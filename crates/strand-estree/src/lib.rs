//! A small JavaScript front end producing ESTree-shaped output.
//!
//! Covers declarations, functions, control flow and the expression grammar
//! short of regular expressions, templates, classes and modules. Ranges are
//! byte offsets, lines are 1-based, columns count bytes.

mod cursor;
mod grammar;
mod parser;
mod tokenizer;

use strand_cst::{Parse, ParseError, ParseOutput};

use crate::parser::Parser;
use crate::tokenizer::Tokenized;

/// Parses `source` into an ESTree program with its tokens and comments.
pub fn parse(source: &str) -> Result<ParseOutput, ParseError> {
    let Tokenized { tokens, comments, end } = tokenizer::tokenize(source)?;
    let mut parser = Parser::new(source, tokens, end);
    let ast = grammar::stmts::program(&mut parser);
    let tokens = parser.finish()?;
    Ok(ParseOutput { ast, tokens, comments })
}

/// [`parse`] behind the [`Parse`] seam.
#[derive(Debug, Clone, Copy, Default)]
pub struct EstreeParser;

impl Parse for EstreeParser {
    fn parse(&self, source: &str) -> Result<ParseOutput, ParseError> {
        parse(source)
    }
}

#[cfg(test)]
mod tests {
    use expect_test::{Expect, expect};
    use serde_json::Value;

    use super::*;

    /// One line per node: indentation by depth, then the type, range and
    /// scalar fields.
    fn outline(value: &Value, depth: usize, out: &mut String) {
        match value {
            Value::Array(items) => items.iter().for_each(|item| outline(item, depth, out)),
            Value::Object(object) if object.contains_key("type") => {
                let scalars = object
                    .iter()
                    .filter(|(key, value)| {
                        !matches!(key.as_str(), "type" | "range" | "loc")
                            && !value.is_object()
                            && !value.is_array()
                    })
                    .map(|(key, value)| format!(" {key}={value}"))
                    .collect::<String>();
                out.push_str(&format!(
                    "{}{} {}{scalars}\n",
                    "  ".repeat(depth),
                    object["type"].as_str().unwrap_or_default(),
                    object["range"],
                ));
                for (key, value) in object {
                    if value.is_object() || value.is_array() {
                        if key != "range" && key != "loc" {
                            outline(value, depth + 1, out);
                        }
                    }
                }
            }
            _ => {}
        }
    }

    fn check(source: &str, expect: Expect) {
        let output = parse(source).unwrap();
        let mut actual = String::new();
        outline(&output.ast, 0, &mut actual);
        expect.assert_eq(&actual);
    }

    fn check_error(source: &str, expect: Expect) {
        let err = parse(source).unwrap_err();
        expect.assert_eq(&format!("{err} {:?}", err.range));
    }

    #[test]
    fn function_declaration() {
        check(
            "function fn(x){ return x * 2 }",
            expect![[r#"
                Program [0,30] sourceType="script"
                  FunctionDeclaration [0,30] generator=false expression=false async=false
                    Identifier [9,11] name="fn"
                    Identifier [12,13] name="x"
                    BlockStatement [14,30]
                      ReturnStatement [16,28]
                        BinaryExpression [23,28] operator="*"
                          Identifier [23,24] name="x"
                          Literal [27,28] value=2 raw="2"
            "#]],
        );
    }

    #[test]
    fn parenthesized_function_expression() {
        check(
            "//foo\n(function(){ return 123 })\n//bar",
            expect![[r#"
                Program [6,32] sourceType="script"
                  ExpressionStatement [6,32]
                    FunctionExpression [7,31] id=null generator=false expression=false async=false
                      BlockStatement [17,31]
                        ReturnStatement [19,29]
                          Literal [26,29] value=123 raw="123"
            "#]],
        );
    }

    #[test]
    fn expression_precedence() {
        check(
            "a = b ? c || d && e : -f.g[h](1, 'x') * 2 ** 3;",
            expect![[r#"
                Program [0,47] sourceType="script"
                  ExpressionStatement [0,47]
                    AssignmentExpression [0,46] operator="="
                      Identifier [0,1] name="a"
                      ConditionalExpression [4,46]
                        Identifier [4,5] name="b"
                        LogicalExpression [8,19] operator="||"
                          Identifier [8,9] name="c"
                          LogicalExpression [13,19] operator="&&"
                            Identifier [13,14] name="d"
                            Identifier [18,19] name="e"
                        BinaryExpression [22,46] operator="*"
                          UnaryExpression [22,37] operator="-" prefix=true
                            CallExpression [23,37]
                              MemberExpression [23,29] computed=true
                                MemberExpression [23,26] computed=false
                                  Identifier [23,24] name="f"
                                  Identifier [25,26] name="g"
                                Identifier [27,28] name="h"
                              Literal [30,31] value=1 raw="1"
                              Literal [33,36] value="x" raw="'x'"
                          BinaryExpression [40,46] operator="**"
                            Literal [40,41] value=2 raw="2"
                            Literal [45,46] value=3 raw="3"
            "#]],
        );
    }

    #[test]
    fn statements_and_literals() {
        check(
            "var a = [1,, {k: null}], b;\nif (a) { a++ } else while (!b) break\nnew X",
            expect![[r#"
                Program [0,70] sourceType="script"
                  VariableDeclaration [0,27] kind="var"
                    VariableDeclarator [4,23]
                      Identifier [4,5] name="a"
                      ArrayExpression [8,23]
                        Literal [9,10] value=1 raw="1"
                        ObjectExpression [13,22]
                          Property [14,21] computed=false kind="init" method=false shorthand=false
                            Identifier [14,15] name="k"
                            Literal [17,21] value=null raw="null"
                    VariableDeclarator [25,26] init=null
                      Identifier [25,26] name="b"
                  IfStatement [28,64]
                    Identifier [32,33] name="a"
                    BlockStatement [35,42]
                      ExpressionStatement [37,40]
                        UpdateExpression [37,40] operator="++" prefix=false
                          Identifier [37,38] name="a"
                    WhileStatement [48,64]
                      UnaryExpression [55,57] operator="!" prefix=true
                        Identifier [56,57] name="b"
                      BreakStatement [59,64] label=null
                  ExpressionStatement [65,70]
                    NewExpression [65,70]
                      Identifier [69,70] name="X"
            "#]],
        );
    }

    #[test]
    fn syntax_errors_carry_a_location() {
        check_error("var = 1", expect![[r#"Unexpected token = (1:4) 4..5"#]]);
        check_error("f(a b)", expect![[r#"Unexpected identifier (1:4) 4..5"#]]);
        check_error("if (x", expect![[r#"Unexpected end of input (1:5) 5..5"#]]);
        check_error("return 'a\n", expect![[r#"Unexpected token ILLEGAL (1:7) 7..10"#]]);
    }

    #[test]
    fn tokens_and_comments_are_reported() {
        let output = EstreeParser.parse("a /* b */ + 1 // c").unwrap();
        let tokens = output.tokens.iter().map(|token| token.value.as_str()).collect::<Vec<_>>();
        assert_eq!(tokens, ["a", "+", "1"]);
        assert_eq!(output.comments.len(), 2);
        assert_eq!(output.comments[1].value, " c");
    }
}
==
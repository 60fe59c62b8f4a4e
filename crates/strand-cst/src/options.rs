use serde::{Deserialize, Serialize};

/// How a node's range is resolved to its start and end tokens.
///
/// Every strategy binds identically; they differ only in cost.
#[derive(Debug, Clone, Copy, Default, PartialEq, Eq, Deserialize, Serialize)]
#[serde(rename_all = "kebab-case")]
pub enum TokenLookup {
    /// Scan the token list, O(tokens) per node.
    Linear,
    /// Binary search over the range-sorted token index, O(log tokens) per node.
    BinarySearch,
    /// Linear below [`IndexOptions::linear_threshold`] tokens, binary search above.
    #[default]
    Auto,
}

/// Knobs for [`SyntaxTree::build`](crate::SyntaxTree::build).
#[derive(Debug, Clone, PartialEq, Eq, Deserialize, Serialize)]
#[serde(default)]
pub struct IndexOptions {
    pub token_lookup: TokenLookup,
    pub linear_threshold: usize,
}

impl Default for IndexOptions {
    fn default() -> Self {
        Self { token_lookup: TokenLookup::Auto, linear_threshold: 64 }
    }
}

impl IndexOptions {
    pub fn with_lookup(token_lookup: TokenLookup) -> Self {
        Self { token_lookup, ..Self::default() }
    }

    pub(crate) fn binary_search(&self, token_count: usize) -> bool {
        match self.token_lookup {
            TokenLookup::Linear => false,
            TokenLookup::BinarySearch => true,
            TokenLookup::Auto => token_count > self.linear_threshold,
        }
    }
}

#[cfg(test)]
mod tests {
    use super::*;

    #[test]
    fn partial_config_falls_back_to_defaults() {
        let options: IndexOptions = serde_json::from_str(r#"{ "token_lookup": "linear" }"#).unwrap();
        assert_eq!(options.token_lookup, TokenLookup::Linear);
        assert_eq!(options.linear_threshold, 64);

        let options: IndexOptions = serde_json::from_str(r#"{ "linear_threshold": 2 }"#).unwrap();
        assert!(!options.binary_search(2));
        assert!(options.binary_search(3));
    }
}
...
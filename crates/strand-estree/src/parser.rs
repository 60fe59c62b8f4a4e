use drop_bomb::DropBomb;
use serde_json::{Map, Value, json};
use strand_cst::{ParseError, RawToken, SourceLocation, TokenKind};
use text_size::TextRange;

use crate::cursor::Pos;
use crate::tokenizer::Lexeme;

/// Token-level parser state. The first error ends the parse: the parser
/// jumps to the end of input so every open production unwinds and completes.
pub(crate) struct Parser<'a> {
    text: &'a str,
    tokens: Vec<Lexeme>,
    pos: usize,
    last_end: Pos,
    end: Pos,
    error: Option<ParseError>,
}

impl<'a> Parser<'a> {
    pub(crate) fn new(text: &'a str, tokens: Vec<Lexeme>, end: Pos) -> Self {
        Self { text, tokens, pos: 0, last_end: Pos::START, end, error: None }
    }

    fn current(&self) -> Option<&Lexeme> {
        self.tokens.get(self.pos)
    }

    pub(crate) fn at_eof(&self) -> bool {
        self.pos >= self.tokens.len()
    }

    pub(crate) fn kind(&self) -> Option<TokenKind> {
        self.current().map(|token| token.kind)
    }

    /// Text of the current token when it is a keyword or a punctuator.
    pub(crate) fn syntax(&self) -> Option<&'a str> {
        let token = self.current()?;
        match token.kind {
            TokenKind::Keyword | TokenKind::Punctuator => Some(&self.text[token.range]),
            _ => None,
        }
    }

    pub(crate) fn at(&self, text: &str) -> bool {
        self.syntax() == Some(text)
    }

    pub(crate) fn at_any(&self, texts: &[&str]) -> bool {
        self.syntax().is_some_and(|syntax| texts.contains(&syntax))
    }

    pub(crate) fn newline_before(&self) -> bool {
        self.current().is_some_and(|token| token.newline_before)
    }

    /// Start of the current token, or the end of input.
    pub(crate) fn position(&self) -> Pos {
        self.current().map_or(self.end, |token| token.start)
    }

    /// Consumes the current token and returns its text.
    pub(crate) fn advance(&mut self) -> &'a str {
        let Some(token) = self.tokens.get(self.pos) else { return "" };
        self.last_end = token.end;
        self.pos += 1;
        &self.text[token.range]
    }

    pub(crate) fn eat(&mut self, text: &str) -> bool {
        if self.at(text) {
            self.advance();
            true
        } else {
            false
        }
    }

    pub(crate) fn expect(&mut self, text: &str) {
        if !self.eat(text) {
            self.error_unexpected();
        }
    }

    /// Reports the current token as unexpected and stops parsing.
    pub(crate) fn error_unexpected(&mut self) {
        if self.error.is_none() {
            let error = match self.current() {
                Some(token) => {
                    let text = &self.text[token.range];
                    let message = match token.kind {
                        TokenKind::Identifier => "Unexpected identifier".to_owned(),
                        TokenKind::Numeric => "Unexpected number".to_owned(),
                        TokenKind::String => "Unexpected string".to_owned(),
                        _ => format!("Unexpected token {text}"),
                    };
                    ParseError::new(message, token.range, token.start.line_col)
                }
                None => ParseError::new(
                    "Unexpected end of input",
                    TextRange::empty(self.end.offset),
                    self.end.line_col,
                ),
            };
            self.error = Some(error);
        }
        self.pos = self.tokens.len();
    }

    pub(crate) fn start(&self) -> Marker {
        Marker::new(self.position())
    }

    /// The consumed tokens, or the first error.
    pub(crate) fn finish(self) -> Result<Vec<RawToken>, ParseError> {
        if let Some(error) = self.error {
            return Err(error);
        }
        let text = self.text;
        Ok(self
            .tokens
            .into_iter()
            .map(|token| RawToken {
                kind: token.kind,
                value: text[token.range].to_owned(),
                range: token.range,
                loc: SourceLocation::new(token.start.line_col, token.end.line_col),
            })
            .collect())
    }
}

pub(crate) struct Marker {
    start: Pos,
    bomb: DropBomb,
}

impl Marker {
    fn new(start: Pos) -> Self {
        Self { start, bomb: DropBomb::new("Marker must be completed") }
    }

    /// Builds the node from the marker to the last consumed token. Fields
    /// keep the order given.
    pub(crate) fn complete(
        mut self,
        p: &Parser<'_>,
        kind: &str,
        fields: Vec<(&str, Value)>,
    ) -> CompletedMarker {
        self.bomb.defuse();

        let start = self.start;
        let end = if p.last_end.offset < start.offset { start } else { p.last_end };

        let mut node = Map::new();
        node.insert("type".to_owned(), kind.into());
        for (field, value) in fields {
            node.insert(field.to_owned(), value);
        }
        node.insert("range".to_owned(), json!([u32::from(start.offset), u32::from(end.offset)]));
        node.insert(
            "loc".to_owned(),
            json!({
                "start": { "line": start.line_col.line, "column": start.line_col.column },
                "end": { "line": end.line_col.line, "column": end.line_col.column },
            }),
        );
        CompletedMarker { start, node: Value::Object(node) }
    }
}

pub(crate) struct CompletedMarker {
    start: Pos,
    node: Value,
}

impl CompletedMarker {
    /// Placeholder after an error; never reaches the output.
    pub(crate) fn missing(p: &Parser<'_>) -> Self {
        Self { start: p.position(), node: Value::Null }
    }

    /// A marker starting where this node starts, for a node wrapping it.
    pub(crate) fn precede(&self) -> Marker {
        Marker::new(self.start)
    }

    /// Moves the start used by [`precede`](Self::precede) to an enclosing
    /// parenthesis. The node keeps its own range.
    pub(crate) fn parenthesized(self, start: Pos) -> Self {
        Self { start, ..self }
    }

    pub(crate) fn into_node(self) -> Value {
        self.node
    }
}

Work order → From the entries above, write out only the lines starting at the line that holds "filename crates/strand-estree/src/lib.rs" and ending at the line that holds "let mut parser", keeping both and matching them exactly.

Solution to this exercise →
filename crates/strand-estree/src/lib.rs
//! A small JavaScript front end producing ESTree-shaped output.
//!
//! Covers declarations, functions, control flow and the expression grammar
//! short of regular expressions, templates, classes and modules. Ranges are
//! byte offsets, lines are 1-based, columns count bytes.

mod cursor;
mod grammar;
mod parser;
mod tokenizer;

use strand_cst::{Parse, ParseError, ParseOutput};

use crate::parser::Parser;
use crate::tokenizer::Tokenized;

/// Parses `source` into an ESTree program with its tokens and comments.
pub fn parse(source: &str) -> Result<ParseOutput, ParseError> {
    let Tokenized { tokens, comments, end } = tokenizer::tokenize(source)?;
    let mut parser = Parser::new(source, tokens, end);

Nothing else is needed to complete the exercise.